[Material to process]
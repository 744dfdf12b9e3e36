//! Provider handlers.

pub mod drive;
//! External-identity resolver cache.
//!
//! Maps a provider-side identity (an account email) to a connection when a
//! webhook arrives without a connection id.
//!
//! ```text
//!   resolve(email)
//!     ├── cache hit (unexpired) ───────────────► resolution
//!     └── miss ─► per-key lock ─► re-check ─► directory lookup ─► cache ─► resolution
//! ```
//!
//! Concurrent misses for the same identity share one directory lookup: the
//! first caller holds the key's lock while it looks up and populates, the
//! rest wait on the lock and then find the entry cached. The lock entry is
//! removed when a caller leaves, even a cancelled one. Not-found is never
//! cached, so a connection created later is picked up by the next message.

use conduit::cache::TtlLruCache;
use conduit::connections::{ConnectionDirectory, ConnectionResolution};
use conduit::{WorkerError, WorkerResult};
use dashmap::DashMap;
use parking_lot::Mutex;
use serde::Serialize;
use std::sync::atomic::{AtomicU64, Ordering};
use std::sync::Arc;
use std::time::Duration;
use tracing::debug;

type InflightMap = DashMap<String, Arc<tokio::sync::Mutex<()>>>;

/// Removes an identity's in-flight entry when the caller leaves `resolve`,
/// whether it returns, is cancelled or times out. An entry already replaced
/// by a later caller is left alone.
struct InflightSlot<'a> {
    inflight: &'a InflightMap,
    key: &'a str,
    lock: Arc<tokio::sync::Mutex<()>>,
}

impl Drop for InflightSlot<'_> {
    fn drop(&mut self) {
        self.inflight.remove_if(self.key, |_, lock| Arc::ptr_eq(lock, &self.lock));
    }
}

#[derive(Debug, Clone, Serialize, PartialEq)]
pub struct ResolverStats {
    pub size: usize,
    pub hits: u64,
    pub misses: u64,
    pub lookups: u64,
}

pub struct IdentityResolver {
    directory: Arc<dyn ConnectionDirectory>,
    cache: Mutex<TtlLruCache<String, ConnectionResolution>>,
    inflight: InflightMap,
    hits: AtomicU64,
    misses: AtomicU64,
    lookups: AtomicU64,
}

impl IdentityResolver {
    pub fn new(directory: Arc<dyn ConnectionDirectory>, max_size: usize, ttl: Duration) -> Self {
        Self {
            directory,
            cache: Mutex::new(TtlLruCache::new(max_size, ttl)),
            inflight: DashMap::new(),
            hits: AtomicU64::new(0),
            misses: AtomicU64::new(0),
            lookups: AtomicU64::new(0),
        }
    }

    /// Identities compare case-insensitively.
    fn normalize(external_id: &str) -> String {
        external_id.trim().to_ascii_lowercase()
    }

    fn cached(&self, key: &str) -> Option<ConnectionResolution> {
        self.cache.lock().get(&key.to_string()).cloned()
    }

    pub async fn resolve(&self, external_id: &str) -> WorkerResult<ConnectionResolution> {
        let key = Self::normalize(external_id);
        if key.is_empty() {
            return Err(WorkerError::validation_field("external identity is empty", "email"));
        }

        if let Some(hit) = self.cached(&key) {
            self.hits.fetch_add(1, Ordering::Relaxed);
            return Ok(hit);
        }

        let lock = self
            .inflight
            .entry(key.clone())
            .or_insert_with(|| Arc::new(tokio::sync::Mutex::new(())))
            .clone();
        let slot = InflightSlot {
            inflight: &self.inflight,
            key: &key,
            lock,
        };
        let _guard = slot.lock.lock().await;

        // Another caller may have populated the entry while we waited.
        if let Some(hit) = self.cached(&key) {
            self.hits.fetch_add(1, Ordering::Relaxed);
            return Ok(hit);
        }

        self.misses.fetch_add(1, Ordering::Relaxed);
        self.lookups.fetch_add(1, Ordering::Relaxed);
        let result = match self.directory.resolve_by_external_id(&key).await {
            Ok(Some(resolution)) => {
                debug!(
                    external_id = %key,
                    connection_id = %resolution.connection_id,
                    resolved_via = %resolution.resolved_via,
                    "Resolved external identity"
                );
                self.cache.lock().insert(key.clone(), resolution.clone());
                Ok(resolution)
            }
            Ok(None) => Err(WorkerError::UnresolvableIdentity {
                external_id: key.clone(),
            }),
            Err(e) => Err(e),
        };
        result
    }

    /// Drop a cached resolution, e.g. after its credentials were rejected.
    pub fn invalidate(&self, external_id: &str) -> bool {
        self.cache.lock().remove(&Self::normalize(external_id)).is_some()
    }

    pub fn prune_expired(&self) -> usize {
        self.cache.lock().prune_expired()
    }

    pub fn stats(&self) -> ResolverStats {
        ResolverStats {
            size: self.cache.lock().len(),
            hits: self.hits.load(Ordering::Relaxed),
            misses: self.misses.load(Ordering::Relaxed),
            lookups: self.lookups.load(Ordering::Relaxed),
        }
    }
}

#[cfg(test)]
mod tests {
    use super::*;
    use async_trait::async_trait;
    use chrono::Utc;
    use conduit::connections::{ConnectionContext, Credentials};

    #[derive(Default)]
    struct CountingDirectory {
        calls: AtomicU64,
        fail: bool,
    }

    #[async_trait]
    impl ConnectionDirectory for CountingDirectory {
        async fn fetch_connection_config(&self, connection_id: &str) -> WorkerResult<ConnectionContext> {
            Err(WorkerError::NotFound(connection_id.to_string()))
        }

        async fn resolve_by_external_id(&self, external_id: &str) -> WorkerResult<Option<ConnectionResolution>> {
            self.calls.fetch_add(1, Ordering::SeqCst);
            tokio::time::sleep(Duration::from_millis(50)).await;
            if self.fail {
                return Err(WorkerError::Transport("directory down".to_string()));
            }
            if external_id.starts_with("stuck") {
                tokio::time::sleep(Duration::from_secs(3600)).await;
            }
            if external_id.starts_with("ghost") {
                return Ok(None);
            }
            Ok(Some(ConnectionResolution {
                external_id: external_id.to_string(),
                connection_id: "conn-1".to_string(),
                customer_id: "cust-1".to_string(),
                credentials: Credentials::bearer("tok"),
                resolved_via: "test".to_string(),
                resolved_at: Utc::now(),
            }))
        }
    }

    fn resolver(directory: Arc<CountingDirectory>) -> IdentityResolver {
        IdentityResolver::new(directory, 10, Duration::from_secs(300))
    }

    #[tokio::test(start_paused = true)]
    async fn test_hit_within_ttl_skips_lookup() {
        let directory = Arc::new(CountingDirectory::default());
        let resolver = resolver(directory.clone());

        let first = resolver.resolve("User@Example.com").await.unwrap();
        assert_eq!(first.connection_id, "conn-1");
        assert_eq!(directory.calls.load(Ordering::SeqCst), 1);

        tokio::time::advance(Duration::from_secs(299)).await;
        resolver.resolve("user@example.com").await.unwrap();
        assert_eq!(directory.calls.load(Ordering::SeqCst), 1);

        let stats = resolver.stats();
        assert_eq!(stats.hits, 1);
        assert_eq!(stats.lookups, 1);
    }

    #[tokio::test(start_paused = true)]
    async fn test_expired_entry_is_looked_up_again() {
        let directory = Arc::new(CountingDirectory::default());
        let resolver = resolver(directory.clone());

        resolver.resolve("user@example.com").await.unwrap();
        tokio::time::advance(Duration::from_secs(300)).await;
        resolver.resolve("user@example.com").await.unwrap();
        assert_eq!(directory.calls.load(Ordering::SeqCst), 2);
    }

    #[tokio::test(start_paused = true)]
    async fn test_concurrent_misses_share_one_lookup() {
        let directory = Arc::new(CountingDirectory::default());
        let resolver = Arc::new(resolver(directory.clone()));

        let tasks: Vec<_> = (0..8)
            .map(|_| {
                let resolver = resolver.clone();
                tokio::spawn(async move { resolver.resolve("user@example.com").await })
            })
            .collect();
        for task in tasks {
            assert!(task.await.unwrap().is_ok());
        }
        assert_eq!(directory.calls.load(Ordering::SeqCst), 1);
    }

    #[tokio::test(start_paused = true)]
    async fn test_not_found_is_terminal_and_not_cached() {
        let directory = Arc::new(CountingDirectory::default());
        let resolver = resolver(directory.clone());

        let err = resolver.resolve("ghost@example.com").await.unwrap_err();
        assert!(matches!(err, WorkerError::UnresolvableIdentity { .. }));
        assert!(!err.is_retriable());

        resolver.resolve("ghost@example.com").await.unwrap_err();
        assert_eq!(directory.calls.load(Ordering::SeqCst), 2);
        assert_eq!(resolver.stats().size, 0);
    }

    #[tokio::test(start_paused = true)]
    async fn test_transport_failure_is_retriable() {
        let directory = Arc::new(CountingDirectory {
            fail: true,
            ..Default::default()
        });
        let resolver = resolver(directory);
        let err = resolver.resolve("user@example.com").await.unwrap_err();
        assert!(err.is_retriable());
    }

    #[tokio::test(start_paused = true)]
    async fn test_abandoned_lookup_releases_inflight_entry() {
        let directory = Arc::new(CountingDirectory::default());
        let resolver = resolver(directory.clone());

        let timed_out = tokio::time::timeout(Duration::from_secs(1), resolver.resolve("stuck@example.com")).await;
        assert!(timed_out.is_err());
        assert!(resolver.inflight.is_empty());

        resolver.resolve("user@example.com").await.unwrap();
        resolver.resolve("ghost@example.com").await.unwrap_err();
        assert!(resolver.inflight.is_empty());
    }

    #[tokio::test]
    async fn test_empty_identity_rejected() {
        let resolver = resolver(Arc::new(CountingDirectory::default()));
        let err = resolver.resolve("   ").await.unwrap_err();
        assert!(matches!(err, WorkerError::Validation { .. }));
    }

    #[tokio::test(start_paused = true)]
    async fn test_invalidate_forces_lookup() {
        let directory = Arc::new(CountingDirectory::default());
        let resolver = resolver(directory.clone());
        resolver.resolve("user@example.com").await.unwrap();
        assert!(resolver.invalidate("USER@example.com"));
        resolver.resolve("user@example.com").await.unwrap();
        assert_eq!(directory.calls.load(Ordering::SeqCst), 2);
    }
}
[/Material to process]
Copy every line in the data above that has the string "conduit" in it.

use conduit::cache::TtlLruCache;
use conduit::connections::{ConnectionDirectory, ConnectionResolution};
use conduit::{WorkerError, WorkerResult};
    use conduit::connections::{ConnectionContext, Credentials};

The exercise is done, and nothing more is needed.